• **Exercise**
Return the line containing "pub mod domain;" and every line after it through the end of the entries below, with no other lines.

Collected data:
[Start of Attachment]
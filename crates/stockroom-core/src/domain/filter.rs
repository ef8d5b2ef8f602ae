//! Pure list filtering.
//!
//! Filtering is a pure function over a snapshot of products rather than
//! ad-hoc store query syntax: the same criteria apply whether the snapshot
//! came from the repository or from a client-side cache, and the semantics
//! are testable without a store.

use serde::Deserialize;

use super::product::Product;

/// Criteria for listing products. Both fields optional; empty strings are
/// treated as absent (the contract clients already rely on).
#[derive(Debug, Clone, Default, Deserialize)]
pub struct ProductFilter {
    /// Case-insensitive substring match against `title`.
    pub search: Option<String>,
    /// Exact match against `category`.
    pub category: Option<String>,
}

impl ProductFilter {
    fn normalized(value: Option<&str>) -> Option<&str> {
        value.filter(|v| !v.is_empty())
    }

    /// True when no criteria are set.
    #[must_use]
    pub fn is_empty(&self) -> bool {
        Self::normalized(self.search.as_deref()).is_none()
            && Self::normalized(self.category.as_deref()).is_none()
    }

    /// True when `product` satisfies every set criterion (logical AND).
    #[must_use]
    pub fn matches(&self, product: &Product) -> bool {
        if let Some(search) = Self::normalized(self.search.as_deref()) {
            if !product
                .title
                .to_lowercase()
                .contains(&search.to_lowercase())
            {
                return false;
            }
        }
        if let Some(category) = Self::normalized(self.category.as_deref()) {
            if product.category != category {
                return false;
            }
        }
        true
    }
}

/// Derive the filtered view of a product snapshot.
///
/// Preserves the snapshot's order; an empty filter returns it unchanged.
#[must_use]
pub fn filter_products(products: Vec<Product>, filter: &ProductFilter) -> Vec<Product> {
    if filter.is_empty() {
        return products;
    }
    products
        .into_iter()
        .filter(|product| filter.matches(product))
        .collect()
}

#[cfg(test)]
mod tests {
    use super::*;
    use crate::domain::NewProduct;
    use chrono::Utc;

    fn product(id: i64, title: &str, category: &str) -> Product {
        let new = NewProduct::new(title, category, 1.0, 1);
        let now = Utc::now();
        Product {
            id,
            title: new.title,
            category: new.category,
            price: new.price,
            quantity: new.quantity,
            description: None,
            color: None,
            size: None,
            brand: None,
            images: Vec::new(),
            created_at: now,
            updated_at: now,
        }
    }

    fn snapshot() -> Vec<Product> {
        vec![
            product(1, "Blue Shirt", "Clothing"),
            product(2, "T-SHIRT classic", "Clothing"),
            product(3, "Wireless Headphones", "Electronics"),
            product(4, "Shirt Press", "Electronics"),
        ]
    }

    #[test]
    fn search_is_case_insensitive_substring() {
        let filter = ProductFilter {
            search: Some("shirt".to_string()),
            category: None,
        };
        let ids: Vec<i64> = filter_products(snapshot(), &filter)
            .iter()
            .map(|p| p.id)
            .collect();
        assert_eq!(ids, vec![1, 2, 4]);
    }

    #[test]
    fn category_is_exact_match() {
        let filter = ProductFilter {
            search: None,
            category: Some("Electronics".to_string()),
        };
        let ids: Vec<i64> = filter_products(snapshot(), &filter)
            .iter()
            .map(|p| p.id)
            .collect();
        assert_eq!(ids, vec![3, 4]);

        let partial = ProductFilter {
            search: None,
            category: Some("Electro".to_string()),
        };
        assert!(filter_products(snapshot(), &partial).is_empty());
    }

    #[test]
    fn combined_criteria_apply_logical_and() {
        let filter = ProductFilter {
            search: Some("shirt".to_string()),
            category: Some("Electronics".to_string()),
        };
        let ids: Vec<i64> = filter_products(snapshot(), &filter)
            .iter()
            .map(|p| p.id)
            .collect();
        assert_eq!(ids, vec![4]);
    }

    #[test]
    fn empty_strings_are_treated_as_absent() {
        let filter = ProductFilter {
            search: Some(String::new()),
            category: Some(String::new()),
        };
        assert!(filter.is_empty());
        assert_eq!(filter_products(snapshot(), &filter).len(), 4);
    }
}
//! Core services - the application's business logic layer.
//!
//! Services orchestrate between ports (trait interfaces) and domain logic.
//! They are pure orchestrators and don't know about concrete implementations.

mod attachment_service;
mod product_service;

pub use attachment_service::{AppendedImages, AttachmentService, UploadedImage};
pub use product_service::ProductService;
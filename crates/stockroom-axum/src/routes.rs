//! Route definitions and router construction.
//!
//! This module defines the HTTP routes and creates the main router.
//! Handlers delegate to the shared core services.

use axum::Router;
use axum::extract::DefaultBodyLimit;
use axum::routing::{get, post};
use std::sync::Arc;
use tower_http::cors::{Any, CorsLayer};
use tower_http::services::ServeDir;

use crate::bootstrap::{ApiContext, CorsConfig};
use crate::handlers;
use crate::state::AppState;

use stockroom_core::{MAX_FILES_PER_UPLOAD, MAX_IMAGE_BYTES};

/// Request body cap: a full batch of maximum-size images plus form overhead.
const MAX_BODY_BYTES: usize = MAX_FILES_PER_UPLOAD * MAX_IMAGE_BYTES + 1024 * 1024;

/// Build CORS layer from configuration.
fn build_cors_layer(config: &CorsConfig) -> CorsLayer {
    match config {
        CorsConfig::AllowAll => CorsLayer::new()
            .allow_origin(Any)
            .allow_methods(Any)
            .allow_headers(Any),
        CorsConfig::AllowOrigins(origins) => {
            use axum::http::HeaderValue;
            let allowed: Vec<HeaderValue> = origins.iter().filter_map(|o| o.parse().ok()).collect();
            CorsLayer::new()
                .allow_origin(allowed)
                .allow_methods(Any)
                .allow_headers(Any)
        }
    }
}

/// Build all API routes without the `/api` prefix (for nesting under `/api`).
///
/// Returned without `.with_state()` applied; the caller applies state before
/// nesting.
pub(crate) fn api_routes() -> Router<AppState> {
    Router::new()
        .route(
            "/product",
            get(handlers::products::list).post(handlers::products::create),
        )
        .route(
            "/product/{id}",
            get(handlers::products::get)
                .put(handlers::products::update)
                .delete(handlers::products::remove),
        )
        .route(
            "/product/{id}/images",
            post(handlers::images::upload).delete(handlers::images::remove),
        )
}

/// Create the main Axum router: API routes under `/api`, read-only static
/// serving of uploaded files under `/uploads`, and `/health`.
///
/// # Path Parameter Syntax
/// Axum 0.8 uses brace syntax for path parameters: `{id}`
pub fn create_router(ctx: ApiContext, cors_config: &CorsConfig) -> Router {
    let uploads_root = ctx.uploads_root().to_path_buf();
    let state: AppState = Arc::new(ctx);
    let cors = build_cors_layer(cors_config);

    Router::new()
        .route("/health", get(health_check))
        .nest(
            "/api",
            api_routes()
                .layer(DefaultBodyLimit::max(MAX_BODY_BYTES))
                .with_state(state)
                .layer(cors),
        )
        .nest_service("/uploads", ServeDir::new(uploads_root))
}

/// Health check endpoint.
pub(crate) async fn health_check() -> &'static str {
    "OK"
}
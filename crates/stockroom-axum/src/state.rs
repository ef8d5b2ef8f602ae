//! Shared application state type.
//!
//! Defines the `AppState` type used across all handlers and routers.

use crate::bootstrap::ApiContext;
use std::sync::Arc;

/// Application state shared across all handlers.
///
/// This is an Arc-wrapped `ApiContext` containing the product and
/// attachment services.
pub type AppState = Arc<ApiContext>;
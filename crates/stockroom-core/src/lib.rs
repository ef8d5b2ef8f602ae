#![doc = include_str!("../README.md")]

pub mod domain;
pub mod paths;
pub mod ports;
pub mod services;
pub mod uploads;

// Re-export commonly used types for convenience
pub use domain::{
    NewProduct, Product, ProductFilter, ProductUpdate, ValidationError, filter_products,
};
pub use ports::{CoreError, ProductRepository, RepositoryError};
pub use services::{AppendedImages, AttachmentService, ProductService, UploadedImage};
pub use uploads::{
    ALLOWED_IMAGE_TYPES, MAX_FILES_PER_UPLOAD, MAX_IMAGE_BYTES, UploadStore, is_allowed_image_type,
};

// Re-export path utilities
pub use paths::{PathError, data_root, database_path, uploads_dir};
[End of Attachment]
• **Answer to the problem**
pub mod domain;
pub mod paths;
pub mod ports;
pub mod services;
pub mod uploads;

// Re-export commonly used types for convenience
pub use domain::{
    NewProduct, Product, ProductFilter, ProductUpdate, ValidationError, filter_products,
};
pub use ports::{CoreError, ProductRepository, RepositoryError};
pub use services::{AppendedImages, AttachmentService, ProductService, UploadedImage};
pub use uploads::{
    ALLOWED_IMAGE_TYPES, MAX_FILES_PER_UPLOAD, MAX_IMAGE_BYTES, UploadStore, is_allowed_image_type,
};

// Re-export path utilities
pub use paths::{PathError, data_root, database_path, uploads_dir};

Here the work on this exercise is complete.